Effects of solvent quality and non-equilibrium conformations on polymer translocation.

Abstract

The conformation and its relaxation of a single polymer depend on solvent quality in a polymer solution: a polymer collapses into a globule in a poor solvent, while the polymer swells in a good solvent. When one translocates a polymer through a narrow pore, a drastic conformational change occurs such that the kinetics of the translocation is expected to depend on the solvent quality. However, the effects of solvent quality on the translocation kinetics have been controversial. In this study, we employ a coarse-grained model for a polymer and perform Langevin dynamics simulations for the driven translocation of a polymer in various types of solvents. We estimate the free energy of polymer translocation using steered molecular dynamics simulations and Jarzynski's equality and find that the free energy barrier for the translocation increases as the solvent quality becomes poorer. The conformational entropy contributes most to the free energy barrier of the translocation in a good solvent, while a balance between entropy and energy matters in a poor solvent.

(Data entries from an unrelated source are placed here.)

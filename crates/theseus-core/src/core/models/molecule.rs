use super::graph::MolecularGraph;
use std::fmt;

/// An immutable, validated molecular structure.
///
/// A `Molecule` pairs its canonical SMILES text with the graph that text parses to.
/// Values are only produced by a structure adapter after validation, and a new
/// structure always means a new `Molecule`.
#[derive(Debug, Clone)]
pub struct Molecule {
    canonical: String,
    graph: MolecularGraph,
    valid: bool,
}

impl Molecule {
    /// Wraps a graph that has already been validated and canonicalized.
    pub fn from_parts(canonical: String, graph: MolecularGraph) -> Self {
        Self {
            canonical,
            graph,
            valid: true,
        }
    }

    pub fn canonical(&self) -> &str {
        &self.canonical
    }

    pub fn graph(&self) -> &MolecularGraph {
        &self.graph
    }

    pub fn is_valid(&self) -> bool {
        self.valid
    }

    pub fn heavy_atom_count(&self) -> usize {
        self.graph.atom_count()
    }
}

impl PartialEq for Molecule {
    fn eq(&self, other: &Self) -> bool {
        self.canonical == other.canonical
    }
}

impl Eq for Molecule {}

impl fmt::Display for Molecule {
    fn fmt(&self, f: &mut fmt::Formatter<'_>) -> fmt::Result {
        f.write_str(&self.canonical)
    }
}
pub mod parser;
pub mod writer;

use self::parser::{ParseOptions, parse_graph};
use self::writer::write_smiles;
use super::error::StructureError;
use super::traits::StructureAdapter;
use crate::core::models::graph::MolecularGraph;
use crate::core::models::molecule::Molecule;
use tracing::warn;

/// Upper bound on write/re-read rounds while settling on canonical text.
const MAX_CANONICAL_ROUNDS: usize = 4;

/// The built-in SMILES structure adapter.
///
/// Parsing runs the writer on its own output until the text stops changing, so the
/// canonical form stored in a [`Molecule`] is a fixed point: parsing it again and
/// writing it back yields the same string.
#[derive(Debug, Clone, Copy, Default)]
pub struct SmilesAdapter {
    options: ParseOptions,
}

impl SmilesAdapter {
    pub fn new(max_fragments: usize) -> Self {
        Self::with_options(ParseOptions { max_fragments })
    }

    pub fn with_options(options: ParseOptions) -> Self {
        Self { options }
    }

    pub fn options(&self) -> &ParseOptions {
        &self.options
    }
}

impl StructureAdapter for SmilesAdapter {
    fn parse(&self, text: &str) -> Result<Molecule, StructureError> {
        let mut graph = parse_graph(text, &self.options)?;
        let mut canonical = write_smiles(&graph);
        let mut settled = false;

        for _ in 0..MAX_CANONICAL_ROUNDS {
            let reparsed = parse_graph(&canonical, &self.options)
                .map_err(|err| StructureError::new(text, err.kind))?;
            let rewritten = write_smiles(&reparsed);
            graph = reparsed;
            if rewritten == canonical {
                settled = true;
                break;
            }
            canonical = rewritten;
        }
        if !settled {
            warn!(
                input = text,
                canonical = %canonical,
                rounds = MAX_CANONICAL_ROUNDS,
                "Canonical text did not settle; re-parsing it may yield a different form."
            );
        }

        Ok(Molecule::from_parts(canonical, graph))
    }

    fn canonicalize(&self, molecule: &Molecule) -> String {
        molecule.canonical().to_string()
    }

    fn render(&self, graph: &MolecularGraph) -> String {
        write_smiles(graph)
    }
}

#[cfg(test)]
mod tests {
    use super::*;
    use crate::core::io::error::StructureErrorKind;

    const SEEDS: &[&str] = &[
        "CC(=O)Oc1ccccc1C(=O)O",
        "CC(=O)Nc1ccc(O)cc1",
        "CC(C)Cc1ccc(cc1)C(C)C(=O)O",
        "CN1CCC[C@H]1c2cccnc2",
        "Cn1cnc2c1c(=O)n(C)c(=O)n2C",
        "Cc1ccc(cc1)-c1cc(nn1-c1ccc(cc1)S(N)(=O)=O)C(F)(F)F",
        "CN(C)C(=N)N=C(N)N",
        "C1CCC(CC1)N",
        "OC(=O)c1ccccc1O",
        "CCN(CC)CC",
    ];

    #[test]
    fn canonical_text_is_a_fixed_point() {
        let adapter = SmilesAdapter::default();
        for seed in SEEDS {
            let molecule = adapter.parse(seed).unwrap();
            let again = adapter.parse(molecule.canonical()).unwrap();
            assert_eq!(
                adapter.canonicalize(&molecule),
                adapter.canonicalize(&again),
                "seed {seed}"
            );
            assert_eq!(adapter.render(molecule.graph()), molecule.canonical());
        }
    }

    #[test]
    fn equivalent_inputs_share_one_canonical_form() {
        let adapter = SmilesAdapter::default();
        let a = adapter.parse("CCO").unwrap();
        let b = adapter.parse("OCC").unwrap();
        let c = adapter.parse("[CH3][CH2][OH]").unwrap();
        assert_eq!(a, b);
        assert_eq!(a, c);
        assert_eq!(a.canonical(), "CCO");
    }

    #[test]
    fn explicit_hydrogens_canonicalize_like_implicit_ones() {
        let adapter = SmilesAdapter::default();
        let explicit = adapter.parse("[H]OC([H])([H])[H]").unwrap();
        let implicit = adapter.parse("CO").unwrap();
        assert_eq!(explicit, implicit);
    }

    #[test]
    fn charges_and_isotopes_survive_canonicalization() {
        let adapter = SmilesAdapter::new(2);
        let salt = adapter.parse("[Na+].CC(=O)[O-]").unwrap();
        assert!(salt.canonical().contains("[Na+]"));
        assert!(salt.canonical().contains("[O-]"));

        let labelled = adapter.parse("[13CH3]O").unwrap();
        assert!(labelled.canonical().contains("[13CH3]"));
        assert_ne!(labelled, adapter.parse("CO").unwrap());
    }

    #[test]
    fn molecules_are_valid_and_count_heavy_atoms() {
        let adapter = SmilesAdapter::default();
        let aspirin = adapter.parse("CC(=O)Oc1ccccc1C(=O)O").unwrap();
        assert!(aspirin.is_valid());
        assert_eq!(aspirin.heavy_atom_count(), 13);
    }

    #[test]
    fn parse_errors_carry_the_input_text() {
        let adapter = SmilesAdapter::default();
        let err = adapter.parse("C1CC").unwrap_err();
        assert_eq!(err.input, "C1CC");
        assert!(matches!(err.kind, StructureErrorKind::UnclosedRing { label: 1 }));
    }

    #[test]
    fn fragment_limit_follows_the_adapter_options() {
        assert!(SmilesAdapter::default().parse("CCO.O").is_err());
        assert!(SmilesAdapter::new(2).parse("CCO.O").is_ok());
        assert_eq!(SmilesAdapter::new(3).options().max_fragments, 3);
    }
}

Interestingly, contrary to what is expected from the free energy profile, the translocation kinetics is a non-monotonic function of the solvent quality. We find that for any type of solvent, the polymer conformation stays far away from the equilibrium conformation during translocation due to an external force and tension propagation. However, the degree of tension propagation differs depending on the solvent quality as well as the magnitude of the external force: the tension propagation is more significant in a good solvent than in a poor solvent. We illustrate that such differences in tension propagation and non-equilibrium conformations between good and poor solvents are responsible for the complicated non-monotonic effects of solvent quality on the translocation kinetics.